TASK INPUT »
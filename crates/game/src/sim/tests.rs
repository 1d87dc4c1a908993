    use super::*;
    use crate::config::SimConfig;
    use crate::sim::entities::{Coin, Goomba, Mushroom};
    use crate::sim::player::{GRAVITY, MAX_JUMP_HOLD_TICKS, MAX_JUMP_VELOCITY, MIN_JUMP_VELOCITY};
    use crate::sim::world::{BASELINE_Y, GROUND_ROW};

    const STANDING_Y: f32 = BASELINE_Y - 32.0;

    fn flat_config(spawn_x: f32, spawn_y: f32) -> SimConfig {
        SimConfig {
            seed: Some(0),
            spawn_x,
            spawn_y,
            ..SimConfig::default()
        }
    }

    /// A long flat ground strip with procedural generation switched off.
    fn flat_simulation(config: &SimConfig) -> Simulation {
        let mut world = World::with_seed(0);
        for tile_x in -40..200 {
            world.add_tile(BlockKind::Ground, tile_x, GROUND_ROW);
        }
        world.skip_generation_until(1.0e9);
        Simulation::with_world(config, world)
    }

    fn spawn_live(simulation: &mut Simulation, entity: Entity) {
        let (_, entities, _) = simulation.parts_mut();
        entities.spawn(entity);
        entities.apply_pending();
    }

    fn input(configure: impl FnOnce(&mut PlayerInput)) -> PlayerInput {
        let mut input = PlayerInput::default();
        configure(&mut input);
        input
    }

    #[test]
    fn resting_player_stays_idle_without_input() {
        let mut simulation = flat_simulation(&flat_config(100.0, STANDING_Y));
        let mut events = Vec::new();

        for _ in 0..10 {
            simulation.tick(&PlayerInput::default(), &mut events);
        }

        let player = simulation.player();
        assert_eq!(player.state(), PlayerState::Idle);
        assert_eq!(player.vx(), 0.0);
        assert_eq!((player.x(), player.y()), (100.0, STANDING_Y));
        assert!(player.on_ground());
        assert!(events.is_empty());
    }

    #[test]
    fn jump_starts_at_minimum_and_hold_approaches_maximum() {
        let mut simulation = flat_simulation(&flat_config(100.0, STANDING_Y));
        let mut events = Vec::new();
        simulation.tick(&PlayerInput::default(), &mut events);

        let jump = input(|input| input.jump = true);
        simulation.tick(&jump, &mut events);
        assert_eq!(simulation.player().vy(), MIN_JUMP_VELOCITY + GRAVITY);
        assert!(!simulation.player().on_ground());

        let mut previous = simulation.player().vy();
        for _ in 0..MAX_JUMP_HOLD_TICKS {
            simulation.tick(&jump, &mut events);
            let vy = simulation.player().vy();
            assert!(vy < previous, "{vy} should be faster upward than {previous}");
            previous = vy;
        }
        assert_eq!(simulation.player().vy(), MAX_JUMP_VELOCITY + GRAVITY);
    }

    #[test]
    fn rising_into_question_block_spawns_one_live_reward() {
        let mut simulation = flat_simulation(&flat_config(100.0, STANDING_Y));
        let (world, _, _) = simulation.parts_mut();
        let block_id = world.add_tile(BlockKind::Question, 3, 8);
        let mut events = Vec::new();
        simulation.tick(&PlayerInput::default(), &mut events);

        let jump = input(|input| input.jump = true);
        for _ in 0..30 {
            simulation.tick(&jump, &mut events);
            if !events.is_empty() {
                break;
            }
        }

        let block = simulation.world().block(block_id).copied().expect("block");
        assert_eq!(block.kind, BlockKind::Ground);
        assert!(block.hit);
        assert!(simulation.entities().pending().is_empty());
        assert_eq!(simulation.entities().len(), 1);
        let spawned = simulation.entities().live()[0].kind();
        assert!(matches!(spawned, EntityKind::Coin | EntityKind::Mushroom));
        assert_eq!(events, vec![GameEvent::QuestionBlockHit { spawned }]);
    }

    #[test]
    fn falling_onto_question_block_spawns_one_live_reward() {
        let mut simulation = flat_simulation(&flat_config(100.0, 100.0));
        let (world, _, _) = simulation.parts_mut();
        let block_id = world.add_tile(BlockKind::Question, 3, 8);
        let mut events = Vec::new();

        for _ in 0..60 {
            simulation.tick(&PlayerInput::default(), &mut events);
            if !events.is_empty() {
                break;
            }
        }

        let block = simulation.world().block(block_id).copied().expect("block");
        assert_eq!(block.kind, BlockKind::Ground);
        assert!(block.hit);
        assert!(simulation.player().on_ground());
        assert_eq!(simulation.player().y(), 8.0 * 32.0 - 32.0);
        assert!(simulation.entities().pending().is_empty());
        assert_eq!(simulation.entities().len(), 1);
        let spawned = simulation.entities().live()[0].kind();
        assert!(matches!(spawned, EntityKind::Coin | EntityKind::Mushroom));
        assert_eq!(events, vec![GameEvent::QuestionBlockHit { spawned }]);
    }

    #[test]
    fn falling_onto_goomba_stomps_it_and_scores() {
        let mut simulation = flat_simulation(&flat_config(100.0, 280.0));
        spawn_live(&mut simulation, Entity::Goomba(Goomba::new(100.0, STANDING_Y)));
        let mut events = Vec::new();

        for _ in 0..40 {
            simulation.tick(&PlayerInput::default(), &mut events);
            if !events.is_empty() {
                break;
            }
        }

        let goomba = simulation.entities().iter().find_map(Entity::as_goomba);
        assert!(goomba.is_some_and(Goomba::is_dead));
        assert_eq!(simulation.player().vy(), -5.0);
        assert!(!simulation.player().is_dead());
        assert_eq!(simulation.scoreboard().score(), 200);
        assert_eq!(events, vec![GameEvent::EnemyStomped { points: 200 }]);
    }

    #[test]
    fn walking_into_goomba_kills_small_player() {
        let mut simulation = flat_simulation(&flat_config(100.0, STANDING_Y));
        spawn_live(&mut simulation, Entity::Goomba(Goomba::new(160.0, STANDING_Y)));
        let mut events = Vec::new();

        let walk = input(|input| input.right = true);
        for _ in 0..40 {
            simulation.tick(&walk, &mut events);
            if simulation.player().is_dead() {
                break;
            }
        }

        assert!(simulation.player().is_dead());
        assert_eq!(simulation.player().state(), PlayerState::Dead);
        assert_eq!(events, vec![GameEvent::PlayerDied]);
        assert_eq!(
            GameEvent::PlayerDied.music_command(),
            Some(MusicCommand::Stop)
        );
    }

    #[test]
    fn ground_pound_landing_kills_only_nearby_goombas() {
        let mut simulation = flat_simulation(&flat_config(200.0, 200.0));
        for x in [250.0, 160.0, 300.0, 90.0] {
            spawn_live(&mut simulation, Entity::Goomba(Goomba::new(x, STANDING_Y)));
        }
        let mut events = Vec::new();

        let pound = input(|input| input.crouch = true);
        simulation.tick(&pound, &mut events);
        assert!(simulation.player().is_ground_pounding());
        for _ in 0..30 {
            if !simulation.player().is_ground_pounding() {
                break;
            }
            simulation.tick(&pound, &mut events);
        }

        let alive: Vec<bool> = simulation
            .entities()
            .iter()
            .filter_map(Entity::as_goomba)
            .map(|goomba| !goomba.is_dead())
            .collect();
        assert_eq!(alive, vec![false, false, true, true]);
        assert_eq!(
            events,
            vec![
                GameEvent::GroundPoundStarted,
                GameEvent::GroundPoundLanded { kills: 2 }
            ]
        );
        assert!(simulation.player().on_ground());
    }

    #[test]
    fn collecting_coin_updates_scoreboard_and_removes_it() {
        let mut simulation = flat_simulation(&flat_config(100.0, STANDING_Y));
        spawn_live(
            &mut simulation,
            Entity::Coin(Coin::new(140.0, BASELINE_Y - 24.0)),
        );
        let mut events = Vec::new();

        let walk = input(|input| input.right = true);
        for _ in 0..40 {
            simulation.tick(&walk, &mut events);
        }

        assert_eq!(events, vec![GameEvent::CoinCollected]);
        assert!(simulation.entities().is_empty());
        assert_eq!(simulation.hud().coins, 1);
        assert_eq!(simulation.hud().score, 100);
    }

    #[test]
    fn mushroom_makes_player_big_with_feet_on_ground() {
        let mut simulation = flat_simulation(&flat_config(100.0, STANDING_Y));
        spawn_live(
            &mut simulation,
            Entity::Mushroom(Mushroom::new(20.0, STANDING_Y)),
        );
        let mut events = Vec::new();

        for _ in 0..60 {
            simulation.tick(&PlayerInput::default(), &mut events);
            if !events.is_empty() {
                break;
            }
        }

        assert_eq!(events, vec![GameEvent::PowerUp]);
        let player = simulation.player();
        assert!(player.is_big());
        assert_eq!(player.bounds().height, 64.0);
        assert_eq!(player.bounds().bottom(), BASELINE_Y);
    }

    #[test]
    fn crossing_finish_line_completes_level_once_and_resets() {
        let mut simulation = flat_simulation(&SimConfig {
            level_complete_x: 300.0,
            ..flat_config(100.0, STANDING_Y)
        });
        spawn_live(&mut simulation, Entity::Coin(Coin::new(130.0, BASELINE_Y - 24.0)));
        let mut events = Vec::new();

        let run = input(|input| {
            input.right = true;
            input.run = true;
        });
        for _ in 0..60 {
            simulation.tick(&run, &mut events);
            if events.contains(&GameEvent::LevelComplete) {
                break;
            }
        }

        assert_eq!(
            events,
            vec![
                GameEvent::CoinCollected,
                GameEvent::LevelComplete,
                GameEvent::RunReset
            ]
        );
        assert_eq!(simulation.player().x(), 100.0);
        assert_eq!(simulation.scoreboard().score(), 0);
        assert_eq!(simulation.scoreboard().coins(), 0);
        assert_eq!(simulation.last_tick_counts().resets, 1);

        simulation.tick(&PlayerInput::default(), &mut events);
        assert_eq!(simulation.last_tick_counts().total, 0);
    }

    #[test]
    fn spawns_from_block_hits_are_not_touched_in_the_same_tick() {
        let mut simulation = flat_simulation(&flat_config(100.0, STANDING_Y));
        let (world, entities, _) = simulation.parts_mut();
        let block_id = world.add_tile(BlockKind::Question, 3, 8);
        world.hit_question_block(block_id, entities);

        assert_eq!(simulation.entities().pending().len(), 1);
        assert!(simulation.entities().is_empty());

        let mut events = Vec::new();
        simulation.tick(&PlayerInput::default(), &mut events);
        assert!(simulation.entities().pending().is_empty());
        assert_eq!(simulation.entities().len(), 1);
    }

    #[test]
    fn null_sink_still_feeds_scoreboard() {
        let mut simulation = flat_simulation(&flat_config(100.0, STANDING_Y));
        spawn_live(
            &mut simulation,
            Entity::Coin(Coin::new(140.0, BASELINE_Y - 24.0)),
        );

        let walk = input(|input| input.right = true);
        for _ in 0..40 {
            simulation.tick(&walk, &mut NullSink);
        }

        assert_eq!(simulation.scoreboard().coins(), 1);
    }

WORK INSTRUCTIONS » Look through the entries above; copy every line holding the string "GRAVITY".

ANSWER TO THIS EXERCISE »
    use crate::sim::player::{GRAVITY, MAX_JUMP_HOLD_TICKS, MAX_JUMP_VELOCITY, MIN_JUMP_VELOCITY};
        assert_eq!(simulation.player().vy(), MIN_JUMP_VELOCITY + GRAVITY);
        assert_eq!(simulation.player().vy(), MAX_JUMP_VELOCITY + GRAVITY);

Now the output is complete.